At a Feb. 24 meeting, the Centers for Disease Control and Prevention’s (CDC’s) Advisory Committee on Immunization Practices stated that there currently is not enough evidence to recommend more than one annual COVID-19 booster to older Americans with weakened immune systems.
CDC in April 2022 recommended that immunocompromised people and people older than age 50 receive an additional booster shot four months following their initial booster. Advisers did not vote on new recommendations at their committee meeting.
COVID and Flu Combination Vaccine Delayed
A bivalent vaccine that protects against both SARS-CoV-2, the virus that causes COVID-19, and influenza (flu) will not be available this year, Peter Marks, MD, PhD, director of the Center for Biologics Evaluation and Research at the U.S. Food and Drug Administration, confirmed in a March 1 National Foundation for Infectious Diseases webinar. The agency is collecting data to support a combination vaccine and working to standardize the composition of primary vaccines and booster shots.

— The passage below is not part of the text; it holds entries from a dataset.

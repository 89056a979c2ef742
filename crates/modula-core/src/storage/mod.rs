//! # Modula Core Storage
//!
//! Filesystem and cache collaborators used by discovery, the manifest store
//! and the component loader.
//!
//! - **[`provider`]**: the [`StorageProvider`] trait every filesystem access
//!   goes through.
//! - **[`local`]**: [`LocalStorageProvider`], backed by `std::fs`, with atomic
//!   writes.
//! - **[`config`]**: [`ConfigData`] and [`ConfigFormat`] for JSON, TOML and
//!   YAML configuration files.
//! - **[`cache`]**: the key-value [`CacheStore`] with TTL, plus in-memory and
//!   file-backed implementations.
pub mod cache;
pub mod config;
pub mod error;
pub mod local;
pub mod provider;

/// Re-export key types
pub use cache::{CacheStore, FileCacheStore, MemoryCacheStore};
pub use config::{ConfigData, ConfigFormat};
pub use local::LocalStorageProvider;
pub use provider::StorageProvider;

// Test module declaration
#[cfg(test)]
mod tests;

Preliminary Medicaid and CHIP Data Snapshot
More than 137 million Americans, including children, pregnant people, parents, seniors, and individuals with disabilities, were enrolled in Medicaid or CHIP for at least one day during the public health emergency (PHE) period, according to a preliminary Medicaid and Children’s Health Insurance Program (CHIP) snapshot for the period from March 2020 to July 2022.
Of those beneficiaries, 14 percent were dually eligible for Medicare and Medicaid.
Notably, the rates of mental health, substance use disorder, and reproductive health services provided to adult beneficiaries during the PHE rebounded in early 2021 but remain below prior years’ averages.